The fact is, words can be awfully limiting. We could be sick of talking about relationships. According to social historian Barbara Dafoe Whitehead, author of books on divorce and modern courtship, "We're in a talky culture. We talk everything to death." Lately, she said, many people have started to confess that their deepest love attachment is to their pets. "Some people find it superior to traditional male and female relationships," she said.

In human relationships, as filmmakers have known from the start, people identify with problems. Great love stories require great obstacles. But it's just not that easy anymore to follow up boy-meets-girl with boy-loses-girl. "We are a society that doesn't have a significant level of shame anymore," said director and UCLA professor Linda Voorhees. "If a man and a woman like each other, the audience says, why don't they just go to bed? If she likes him, why doesn't she just tell him?"

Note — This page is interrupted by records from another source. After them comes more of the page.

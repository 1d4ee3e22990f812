//! Provider error types

use thiserror::Error;

/// Errors from a model request. All of them abort the current query.
#[derive(Error, Debug)]
pub enum ProviderError {
    /// No API key in the model config
    #[error("API key is required for {provider}")]
    MissingApiKey { provider: String },

    /// Non-2xx response other than 429
    #[error("{provider} API error ({status}): {message}")]
    ApiError {
        provider: String,
        status: u16,
        message: String,
    },

    /// 429 from the API
    #[error("{provider} rate limited: {message}")]
    RateLimited { provider: String, message: String },

    /// The request never got an HTTP response
    #[error("HTTP error: {0}")]
    Http(#[from] reqwest::Error),

    /// 2xx with a body that is not a Messages API response
    #[error("Invalid response from {provider}: {message}")]
    InvalidResponse { provider: String, message: String },

    #[error("{0}")]
    Other(String),
}

impl ProviderError {
    pub fn api_error(provider: impl Into<String>, status: u16, message: impl Into<String>) -> Self {
        Self::ApiError {
            provider: provider.into(),
            status,
            message: message.into(),
        }
    }

    pub fn missing_api_key(provider: impl Into<String>) -> Self {
        Self::MissingApiKey {
            provider: provider.into(),
        }
    }

    pub fn invalid_response(provider: impl Into<String>, message: impl Into<String>) -> Self {
        Self::InvalidResponse {
            provider: provider.into(),
            message: message.into(),
        }
    }

    pub fn rate_limited(provider: impl Into<String>, message: impl Into<String>) -> Self {
        Self::RateLimited {
            provider: provider.into(),
            message: message.into(),
        }
    }

    /// HTTP status when the API answered with an error
    pub fn status(&self) -> Option<u16> {
        match self {
            Self::ApiError { status, .. } => Some(*status),
            Self::RateLimited { .. } => Some(429),
            _ => None,
        }
    }
}

pub type ProviderResult<T> = Result<T, ProviderError>;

And boy-gets-girl is equally difficult. Even when Tom Cruise gets Renée Zellweger at the end of "Jerry Maguire," the experienced among us tend to think, "Yeah, but how long will it last?"

Yet even in a cynical, disconnected time, filmmakers believe that audiences appear hungry for any emotional connection. Producers Douglas Wick and Lucy Fisher planned "Memoirs of a Geisha" to be more than a mere love story. "It's also a triumphant struggle of a little girl who's a slave. Through the power of love, she fights her way through poverty and through war." It is also, they said, a passport to a world that no longer exists.

On a smaller scale, "Pride & Prejudice" is still a favorite with the loyal group of romantics who can spend hours watching another version of the tortured social dance between Elizabeth and Mr. Darcy. Time will tell what audiences make of "Casanova," a costume comedy of licentiousness in a time of repression.

A simple formula for simpler times, boy-meets-girl may have seen its day. Hollywood might actually be growing up. Even the lighter-weight movies seem to be trying to reach for something more poignant. "The 40 Year-Old Virgin," a film that began in a crass "American Pie" style, segued, however awkwardly, into a story about the growing pains that come with creating an honest relationship.

More ambitious movies may well help redefine our notions of what love is. "Epic love stories" and "the power of true love" may take forms we can't yet imagine. Thomson looks forward to it.

"If I live long enough," he said, "there might be a version of 'King Kong' where the steamer is shipwrecked and Kong and Ann wind up on a desert island, as happy as anyone."